Al trentaquattresimo il pari degli ospiti: progressione centrale di Thereau, Mirante in uscita non trattiene, nel mischione difensivo sbuca Paloschi ed a porta vuota insacca la rete dell'ex. Poi la partita si incattivisce, volano falli in mezzo al campo, per frustrazione o per spezzare il gioco, fino allo scoccare del recupero: cinque minuti. Ma a Giovinco ne basta uno per trovare la doppietta: iabiany si invola e lo serve, il folletto riceve ed insacca facendo esplodere la gioia del Tardini.
Ma dura poco: gia' ammonito per simulazione, Giovinco, calcia in porta a gioco fermo a trenta secondi dalla fine, inquadrando anche il sette ma poco cambia, secondo giallo ed espulsione. A Firenze, mercoledi', non ci sara'. Ed e' un peccato, perche' una doppietta cosi' meritava miglior festa.

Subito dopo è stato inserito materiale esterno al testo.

impl ExternalHeap {
    pub fn new(memory: &'static mut [u8], layout: ArenaLayout) -> Result<Self, ArenaError> {
        let size = memory.len();
        // SAFETY: the region is borrowed for 'static and handed over whole
        unsafe { Self::from_raw(memory.as_mut_ptr(), size, layout) }
    }

    /// # Safety
    /// `base..base + size` must be valid, writable, unaliased memory for as
    /// long as the heap or anything allocated from it is alive.
    pub unsafe fn from_raw(base: *mut u8, size: usize, layout: ArenaLayout) -> Result<Self, ArenaError> {
        let Some(base) = NonNull::new(base) else {
            return Err(ArenaError::Misaligned { addr: 0, align: WORD });
        };
        if base.as_ptr() as usize % WORD != 0 {
            return Err(ArenaError::Misaligned {
                addr: base.as_ptr() as usize,
                align: WORD,
            });
        }
        if size < layout.min_size() {
            return Err(ArenaError::LayoutTooSmall {
                size,
                required: layout.min_size(),
            });
        }
        if let Some(region) = layout.scratch.iter().find(|r| r.offset + r.size > layout.scratch_size) {
            return Err(ArenaError::LayoutTooSmall {
                size: layout.scratch_size,
                required: region.offset + region.size,
            });
        }

        let perm_end = (size - layout.temp_size) & !(WORD - 1);
        info!(
            "external heap: {} KiB at {:#010x}, {} KiB permanent, {} KiB temporary",
            size / KIB,
            base.as_ptr() as usize,
            (perm_end - layout.scratch_size) / KIB,
            layout.temp_size / KIB
        );

        Ok(Self {
            base,
            size,
            perm_offset: layout.scratch_size,
            layout,
            perm_end,
            temp_offset: 0,
            mode: Partition::Permanent,
            session_mark: None,
        })
    }

    /// The whole PSRAM device.
    ///
    /// # Safety
    /// PSRAM must be initialised and mapped at [`PSRAM_BASE`], and nothing
    /// else may use it.
    pub unsafe fn psram(size: usize) -> Result<Self, ArenaError> {
        Self::from_raw(PSRAM_BASE as *mut u8, size, ArenaLayout::standard())
    }

    pub fn size(&self) -> usize {
        self.size
    }

    pub fn layout(&self) -> &ArenaLayout {
        &self.layout
    }

    pub fn mode(&self) -> Partition {
        self.mode
    }

    /// Send requests to the temporary region (or back to the permanent one).
    pub fn set_temp_mode(&mut self, enabled: bool) {
        self.mode = if enabled { Partition::Temporary } else { Partition::Permanent };
    }

    /// Send requests to the platform allocator (or back to the permanent
    /// region), for code that genuinely frees.
    pub fn set_internal_mode(&mut self, enabled: bool) {
        self.mode = if enabled { Partition::Internal } else { Partition::Permanent };
    }

    pub fn contains(&self, ptr: *const u8) -> bool {
        let start = self.base.as_ptr() as usize;
        (start..start + self.size).contains(&(ptr as usize))
    }

    /// Bytes taken from the permanent region.
    pub fn used(&self) -> usize {
        self.perm_offset - self.layout.scratch_size
    }

    pub fn remaining(&self) -> usize {
        self.perm_end - self.perm_offset
    }

    pub fn temp_remaining(&self) -> usize {
        self.layout.temp_size - self.temp_offset
    }

    /// Word-aligned block of at least `size` bytes.
    pub fn alloc(&mut self, size: usize) -> Result<NonNull<u8>, ArenaError> {
        let (rounded, total) = with_header(size).ok_or(ArenaError::OutOfMemory {
            partition: self.mode,
            requested: size,
            remaining: 0,
        })?;

        match self.mode {
            Partition::Internal => self.alloc_internal(rounded),
            Partition::Temporary => {
                let remaining = self.temp_remaining();
                if total > remaining {
                    error!("temporary region exhausted: requested {}, {} free", rounded, remaining);
                    return Err(ArenaError::OutOfMemory {
                        partition: Partition::Temporary,
                        requested: rounded,
                        remaining,
                    });
                }
                let at = self.perm_end + self.temp_offset;
                self.temp_offset += total;
                // SAFETY: `at + WORD + rounded` is inside the temporary region
                Ok(unsafe { self.place(at, rounded) })
            }
            Partition::Permanent => {
                let remaining = self.remaining();
                if total > remaining {
                    error!("permanent region exhausted: requested {}, {} free", rounded, remaining);
                    return Err(ArenaError::OutOfMemory {
                        partition: Partition::Permanent,
                        requested: rounded,
                        remaining,
                    });
                }
                let at = self.perm_offset;
                self.perm_offset += total;
                // SAFETY: `at + WORD + rounded` is inside the permanent region
                let ptr = unsafe { self.place(at, rounded) };

                let left = self.remaining();
                if rounded >= LOG_LARGE || left < LOG_LOW {
                    info!(
                        "alloc({}) -> {:#010x}, {} used, {} remaining",
                        rounded,
                        ptr.as_ptr() as usize,
                        self.used(),
                        left
                    );
                }
                Ok(ptr)
            }
        }
    }

    /// Write the header at `offset` and return the block after it.
    unsafe fn place(&mut self, offset: usize, size: usize) -> NonNull<u8> {
        let header = self.base.as_ptr().add(offset) as *mut usize;
        header.write(size);
        NonNull::new_unchecked(header.add(1) as *mut u8)
    }

    fn alloc_internal(&mut self, size: usize) -> Result<NonNull<u8>, ArenaError> {
        let total = size.checked_add(WORD).ok_or(ArenaError::Platform(size))?;
        let layout = Layout::from_size_align(total, WORD).map_err(|_| ArenaError::Platform(size))?;
        // SAFETY: layout is non-zero sized
        let raw = unsafe { platform_alloc(layout) } as *mut usize;
        if raw.is_null() {
            error!("platform allocator refused {} bytes", size);
            return Err(ArenaError::Platform(size));
        }
        // SAFETY: raw is a fresh block of size + WORD bytes
        unsafe {
            raw.write(size);
            Ok(NonNull::new_unchecked(raw.add(1) as *mut u8))
        }
    }

    /// `count * size` zeroed bytes.
    pub fn calloc(&mut self, count: usize, size: usize) -> Result<NonNull<u8>, ArenaError> {
        let total = count.checked_mul(size).ok_or(ArenaError::OutOfMemory {
            partition: self.mode,
            requested: usize::MAX,
            remaining: self.remaining(),
        })?;
        let ptr = self.alloc(total)?;
        // SAFETY: the block holds at least `total` bytes
        unsafe { ptr.as_ptr().write_bytes(0, total) };
        Ok(ptr)
    }

    /// A zeroed, arena-backed slice.
    ///
    /// # Safety
    /// The slice is only valid until the allocation is rolled back by
    /// [`restore`](Self::restore), [`restore_session`](Self::restore_session),
    /// [`reset`](Self::reset) or a temporary reset.
    pub unsafe fn alloc_zeroed_slice<T: Zeroable>(&mut self, len: usize) -> Result<&'static mut [T], ArenaError> {
        if align_of::<T>() > WORD {
            return Err(ArenaError::Misaligned {
                addr: self.base.as_ptr() as usize + self.perm_offset + WORD,
                align: align_of::<T>(),
            });
        }
        let bytes = len.saturating_mul(size_of::<T>());
        let ptr = self.calloc(1, bytes)?;
        Ok(core::slice::from_raw_parts_mut(ptr.as_ptr() as *mut T, len))
    }

    /// Size recorded in the header of `ptr`.
    ///
    /// # Safety
    /// `ptr` must come from this heap.
    pub unsafe fn block_size(&self, ptr: NonNull<u8>) -> usize {
        (ptr.as_ptr() as *const usize).sub(1).read()
    }

    /// No-op for arena blocks; platform blocks are released.
    ///
    /// # Safety
    /// `ptr` must come from this heap and not be used afterwards.
    pub unsafe fn free(&mut self, ptr: NonNull<u8>) {
        if self.contains(ptr.as_ptr()) {
            return;
        }
        let size = self.block_size(ptr);
        let raw = (ptr.as_ptr() as *mut usize).sub(1) as *mut u8;
        platform_dealloc(raw, Layout::from_size_align_unchecked(size + WORD, WORD));
    }

    /// Shrinking an arena block keeps it in place; growing allocates anew,
    /// copies and leaks the old block. `new_size == 0` frees and returns
    /// `None`.
    ///
    /// # Safety
    /// `ptr` must come from this heap. On success the old pointer must not be
    /// used again unless it was returned unchanged.
    pub unsafe fn realloc(&mut self, ptr: Option<NonNull<u8>>, new_size: usize) -> Result<Option<NonNull<u8>>, ArenaError> {
        let Some(ptr) = ptr else {
            return self.alloc(new_size).map(Some);
        };
        if new_size == 0 {
            self.free(ptr);
            return Ok(None);
        }

        let old_size = self.block_size(ptr);
        if !self.contains(ptr.as_ptr()) {
            let (rounded, total) = with_header(new_size).ok_or(ArenaError::Platform(new_size))?;
            Layout::from_size_align(total, WORD).map_err(|_| ArenaError::Platform(new_size))?;
            let raw = (ptr.as_ptr() as *mut usize).sub(1) as *mut u8;
            let old = Layout::from_size_align_unchecked(old_size + WORD, WORD);
            let grown = platform_realloc(raw, old, total) as *mut usize;
            if grown.is_null() {
                return Err(ArenaError::Platform(new_size));
            }
            grown.write(rounded);
            return Ok(Some(NonNull::new_unchecked(grown.add(1) as *mut u8)));
        }

        if new_size <= old_size {
            return Ok(Some(ptr));
        }
        let fresh = self.alloc(new_size)?;
        core::ptr::copy_nonoverlapping(ptr.as_ptr(), fresh.as_ptr(), old_size);
        Ok(Some(fresh))
    }

    /// Fixed scratch region `region`, if it holds `size` bytes.
    pub fn scratch(&mut self, region: usize, size: usize) -> Result<NonNull<u8>, ArenaError> {
        let r = *self.layout.scratch.get(region).ok_or(ArenaError::UnknownScratch(region))?;
        if size > r.size {
            warn!("scratch region {} too small: requested {}, holds {}", region, size, r.size);
            return Err(ArenaError::ScratchTooLarge {
                region,
                requested: size,
                max: r.size,
            });
        }
        // SAFETY: the region lies inside the scratch area, which is inside the heap
        Ok(unsafe { NonNull::new_unchecked(self.base.as_ptr().add(r.offset)) })
    }

    /// Drop everything, including the session mark.
    pub fn reset(&mut self) {
        self.perm_offset = self.layout.scratch_size;
        self.temp_offset = 0;
        self.session_mark = None;
        debug!("external heap reset");
    }

    pub fn reset_temp(&mut self) {
        self.temp_offset = 0;
    }

    pub fn temp_offset(&self) -> usize {
        self.temp_offset
    }

    /// Roll the temporary region to an offset saved from
    /// [`temp_offset`](Self::temp_offset). Clamped to the region.
    pub fn set_temp_offset(&mut self, offset: usize) {
        self.temp_offset = offset.min(self.layout.temp_size);
    }

    /// Current offset of the active partition.
    pub fn mark(&self) -> ArenaMark {
        let offset = match self.mode {
            Partition::Temporary => self.temp_offset,
            _ => self.perm_offset,
        };
        let partition = match self.mode {
            Partition::Temporary => Partition::Temporary,
            _ => Partition::Permanent,
        };
        ArenaMark { partition, offset }
    }

    /// Return the marked partition to exactly where it was. Everything
    /// allocated after the mark becomes invalid.
    pub fn restore(&mut self, mark: ArenaMark) {
        match mark.partition {
            Partition::Temporary => self.temp_offset = mark.offset,
            _ => {
                debug!("external heap restored to {:#x}, {} bytes released", mark.offset, self.perm_offset.saturating_sub(mark.offset));
                self.perm_offset = mark.offset;
            }
        }
    }

    /// Remember the permanent offset as the start of a session (e.g. right
    /// after a ROM is loaded).
    pub fn mark_session(&mut self) {
        self.session_mark = Some(self.perm_offset);
        info!("session marked at {:#x} ({} KiB used)", self.perm_offset, self.used() / KIB);
    }

    /// Release everything allocated since [`mark_session`](Self::mark_session),
    /// along with the whole temporary region.
    pub fn restore_session(&mut self) -> bool {
        let Some(mark) = self.session_mark else {
            warn!("no session mark set, nothing restored");
            return false;
        };
        let freed = self.perm_offset.saturating_sub(mark);
        self.perm_offset = mark;
        self.temp_offset = 0;
        info!("session restored to {:#x} ({} KiB freed)", mark, freed / KIB);
        true
    }
}
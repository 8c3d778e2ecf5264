use thiserror::Error;

use crate::arena::Partition;

/// Rejected [`VideoConfig`](crate::config::VideoConfig). Raised once, before streaming starts.
#[derive(Debug, Clone, Copy, PartialEq, Eq, Error)]
pub enum ConfigError {
    #[error("width {width} exceeds the {max}-pixel active window")]
    WidthTooLarge { width: u16, max: u16 },
    #[error("width {0} is not a multiple of 4")]
    WidthNotAligned(u16),
    #[error("height {height} exceeds the {max}-line active region")]
    HeightTooLarge { height: u16, max: u16 },
    #[error("resolution must be non-zero")]
    EmptyResolution,
    #[error("horizontal shift {shift} puts the image outside the active window")]
    ShiftOutOfRange { shift: i16 },
    #[error("gpio {pin} is out of range")]
    PinOutOfRange { pin: u8 },
    #[error("clock pair and data pins overlap")]
    PinOverlap,
    #[error("system clock {hz}Hz is below the {min}Hz serializer rate")]
    ClockTooSlow { hz: u32, min: u32 },
    #[error("border colour {0} is a sync-control index")]
    ReservedBorder(u8),
    #[error("pixel storage holds {len} words, {required} required")]
    StorageTooSmall { len: usize, required: usize },
    #[error("skip pattern must render 1..={cycle} of {cycle} frames (cycle at most 32), got {rendered}")]
    SkipPattern { rendered: u8, cycle: u8 },
}

#[derive(Debug, Clone, Copy, PartialEq, Eq, Error)]
pub enum ScanoutError {
    #[error("invalid video configuration: {0}")]
    Config(#[from] ConfigError),
    #[error("video peripherals were already claimed")]
    PeripheralsTaken,
    #[error("symbol cache at {0:#010x} is not 4KiB aligned")]
    CacheMisaligned(usize),
}

#[derive(Debug, Clone, Copy, PartialEq, Eq, Error)]
pub enum ArenaError {
    #[error("{partition:?} partition exhausted: requested {requested} bytes, {remaining} remaining")]
    OutOfMemory {
        partition: Partition,
        requested: usize,
        remaining: usize,
    },
    #[error("scratch region {region} holds {max} bytes, requested {requested}")]
    ScratchTooLarge {
        region: usize,
        requested: usize,
        max: usize,
    },
    #[error("no scratch region {0}")]
    UnknownScratch(usize),
    #[error("arena of {size} bytes cannot hold the {required}-byte layout")]
    LayoutTooSmall { size: usize, required: usize },
    #[error("{addr:#010x} is not {align}-byte aligned")]
    Misaligned { addr: usize, align: usize },
    #[error("platform allocator refused {0} bytes")]
    Platform(usize),
}
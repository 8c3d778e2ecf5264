//! Software model of the scanout chains.
//!
//! `SimVideo` executes a [`ChainPlan`] the way the DMA block would: the line
//! control channel loads a buffer address into the data channel, the data
//! channel feeds indices through the address converter, and the palette
//! channels move each cache entry into the serializer. Symbols reaching the
//! serializer can be captured per physical line and decoded back to colours.
//!
//! Host addresses are used unmodified, so the converter keeps the full cache
//! base instead of the 20-bit X register value.

use alloc::vec;
use alloc::vec::Vec;
use core::sync::atomic::{AtomicU32, AtomicUsize, Ordering};

use log::{debug, warn};

use crate::config::Pinout;
use crate::dma::{ChainPlan, Endpoints};
use crate::error::ScanoutError;
use crate::hw::{map, ScanoutHardware, VideoPeripherals};
use crate::palette::WORDS_PER_ENTRY;
use crate::scanline::{ScanlineCopier, ScanlineProducer, LINES_PER_FRAME, LINE_SLOTS};
use crate::tmds;

/// Serializer words per line: symbol then complement for every slot.
pub const WIRE_SYMBOLS: usize = LINE_SLOTS * 2;

#[derive(Copy, Clone, Debug, Default, PartialEq, Eq)]
pub struct SimStats {
    pub lines_streamed: u32,
    pub irqs_raised: u32,
    /// interrupts still pending when the next line started
    pub irqs_missed: u32,
}

pub struct SimVideo {
    peripherals: VideoPeripherals,
    endpoints: Endpoints,
    plan: Option<ChainPlan>,
    /// `READ_ADDR` of every channel
    read_addrs: [usize; 16],
    irq_pending: bool,
    wire: Vec<u64>,
    frame: Option<Vec<Vec<u64>>>,
    stats: SimStats,
}

impl SimVideo {
    pub fn new(peripherals: VideoPeripherals) -> Self {
        let endpoints = peripherals.endpoints();
        Self {
            peripherals,
            endpoints,
            plan: None,
            read_addrs: [0; 16],
            irq_pending: false,
            wire: Vec::with_capacity(WIRE_SYMBOLS),
            frame: None,
            stats: SimStats::default(),
        }
    }

    pub fn peripherals(&self) -> &VideoPeripherals {
        &self.peripherals
    }

    pub fn stats(&self) -> SimStats {
        self.stats
    }

    /// Keep the symbols of every physical line of the frame.
    pub fn capture_frames(&mut self, enabled: bool) {
        self.frame = enabled.then(|| vec![Vec::new(); LINES_PER_FRAME as usize]);
    }

    /// Line buffer the control channel will load next.
    pub fn queued_buffer(&self) -> Option<usize> {
        let plan = self.plan.as_ref()?;
        let cell = self.read_addrs[plan.line_ctrl.channel as usize];
        // SAFETY: the plan only points the control channel at 'static address cells
        Some(unsafe { &*(cell as *const AtomicUsize) }.load(Ordering::Acquire))
    }

    /// Serializer input of the most recently streamed line.
    pub fn wire(&self) -> &[u64] {
        &self.wire
    }

    /// Captured serializer input of physical line `line`.
    pub fn captured(&self, line: u16) -> Option<&[u64]> {
        self.frame.as_ref()?.get(line as usize).map(Vec::as_slice)
    }

    /// Control channel transfer at the start of a line. Returns true when it
    /// raised the line interrupt.
    pub fn begin_line(&mut self) -> bool {
        let Some(plan) = self.plan else {
            return false;
        };

        if self.irq_pending {
            self.stats.irqs_missed += 1;
        }

        let ctrl = plan.line_ctrl;
        // SAFETY: see queued_buffer
        let value = unsafe { &*(self.read_addrs[ctrl.channel as usize] as *const AtomicUsize) }.load(Ordering::Acquire);
        match map::read_addr_channel(ctrl.write_addr) {
            Some(target) => self.read_addrs[target as usize] = value,
            None => warn!("control channel writes to {:#x}, not a read address", ctrl.write_addr),
        }

        self.irq_pending = !ctrl.ctrl.irq_quiet();
        if self.irq_pending {
            self.stats.irqs_raised += 1;
        }
        self.irq_pending
    }

    /// Data channel and palette fan-out for one line.
    pub fn stream_line(&mut self, line: u16) {
        let Some(plan) = self.plan else {
            return;
        };

        let data = plan.line_data;
        let base = self.read_addrs[data.channel as usize];
        let cache = plan.palette_data.read_addr & !0xfff;

        self.wire.clear();
        for slot in 0..data.transfer_count as usize {
            // SAFETY: the data channel reads 'static line buffers of LINE_SLOTS bytes
            let index = unsafe { core::ptr::read_volatile((base + slot) as *const u8) };
            let entry = cache | (index as usize) << 4;
            let words: [u32; WORDS_PER_ENTRY] = core::array::from_fn(|i| {
                // SAFETY: entries lie inside the 'static symbol cache
                unsafe { &*((entry + 4 * i) as *const AtomicU32) }.load(Ordering::Relaxed)
            });
            self.wire.push((words[1] as u64) << 32 | words[0] as u64);
            self.wire.push((words[3] as u64) << 32 | words[2] as u64);
        }

        self.stats.lines_streamed += 1;
        if let Some(frame) = self.frame.as_mut() {
            if let Some(slot) = frame.get_mut(line as usize) {
                slot.clone_from(&self.wire);
            }
        }
    }

    /// Decode a captured line into one RGB triple per pixel clock. Control
    /// symbols (identical halves) decode to `None`.
    pub fn decode_line(&self, line: u16, pinout: &Pinout) -> Option<Vec<Option<[u8; 3]>>> {
        let wire = self.captured(line)?;
        let mut pixels = Vec::with_capacity(wire.len());
        for pair in wire.chunks_exact(2) {
            let rgb = (pair[0] != pair[1]).then(|| tmds::decode_pair(pair[0], pair[1], pinout));
            pixels.push(rgb);
            pixels.push(rgb);
        }
        Some(pixels)
    }
}

impl ScanoutHardware for SimVideo {
    fn endpoints(&self) -> Endpoints {
        self.endpoints
    }

    fn start(&mut self, plan: &ChainPlan) -> Result<(), ScanoutError> {
        for program in [plan.line_data, plan.line_ctrl, plan.palette_data, plan.palette_ctrl] {
            self.read_addrs[program.channel as usize] = program.read_addr;
        }
        self.plan = Some(*plan);
        debug!("sim chains armed: {:?}", plan);
        Ok(())
    }

    fn acknowledge_line(&mut self) {
        self.irq_pending = false;
    }

    fn queue_line(&mut self, cell: &AtomicUsize) {
        if let Some(plan) = self.plan {
            self.read_addrs[plan.line_ctrl.channel as usize] = cell.as_ptr() as usize;
        }
    }
}

impl<C: ScanlineCopier> ScanlineProducer<SimVideo, C> {
    /// One physical line: control transfer, interrupt, data transfer.
    /// Returns the line number that was streamed.
    pub fn scan_line(&mut self) -> u16 {
        if self.hardware().begin_line() {
            self.on_line_irq();
        }
        let line = self.position().line();
        self.hardware().stream_line(line);
        line
    }

    pub fn scan_frame(&mut self) {
        for _ in 0..LINES_PER_FRAME {
            self.scan_line();
        }
    }
}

Il Parma batte il Chievo, Doveri esce tra i fischi per un rosso fiscale ma giusto, la classifica ducale sorride un po', Colomba sfoga un'esultanza liberatoria: per la prima volta in carriera batte i clivensi. Per il Chievo, bello a tratti, tanto rammarico ed una certezza: Parma, a Mimmo D Carlo, non porta proprio fortuna.